## Assignment
Go through the listing below from its first line and repeat each line exactly, ending at the line containing "#[derive(Clone, Copy, Debug, Eq, Hash, PartialEq)]" and including it.

## Extracted data
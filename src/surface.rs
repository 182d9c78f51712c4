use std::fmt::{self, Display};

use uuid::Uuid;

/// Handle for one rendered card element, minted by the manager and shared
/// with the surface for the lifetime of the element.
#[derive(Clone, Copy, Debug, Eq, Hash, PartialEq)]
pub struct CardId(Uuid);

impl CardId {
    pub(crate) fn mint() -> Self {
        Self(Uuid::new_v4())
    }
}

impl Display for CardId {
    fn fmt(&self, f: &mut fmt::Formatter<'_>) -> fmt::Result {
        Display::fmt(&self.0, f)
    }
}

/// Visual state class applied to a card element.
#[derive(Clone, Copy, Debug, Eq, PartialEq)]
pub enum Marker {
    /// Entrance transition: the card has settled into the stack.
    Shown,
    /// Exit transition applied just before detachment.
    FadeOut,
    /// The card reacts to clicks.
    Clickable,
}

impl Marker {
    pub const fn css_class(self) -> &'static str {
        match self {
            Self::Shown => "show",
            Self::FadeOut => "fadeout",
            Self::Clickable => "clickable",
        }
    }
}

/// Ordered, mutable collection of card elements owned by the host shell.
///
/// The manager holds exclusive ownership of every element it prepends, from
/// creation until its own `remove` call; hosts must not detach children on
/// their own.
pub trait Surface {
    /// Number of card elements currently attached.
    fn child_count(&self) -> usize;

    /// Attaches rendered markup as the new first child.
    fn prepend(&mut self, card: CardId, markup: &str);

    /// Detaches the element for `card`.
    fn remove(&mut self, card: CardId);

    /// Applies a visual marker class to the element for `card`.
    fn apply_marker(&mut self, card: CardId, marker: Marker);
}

## Answer box
filename src/surface.rs
repository 182d9c78f51712c4
use std::fmt::{self, Display};

use uuid::Uuid;

/// Handle for one rendered card element, minted by the manager and shared
/// with the surface for the lifetime of the element.
#[derive(Clone, Copy, Debug, Eq, Hash, PartialEq)]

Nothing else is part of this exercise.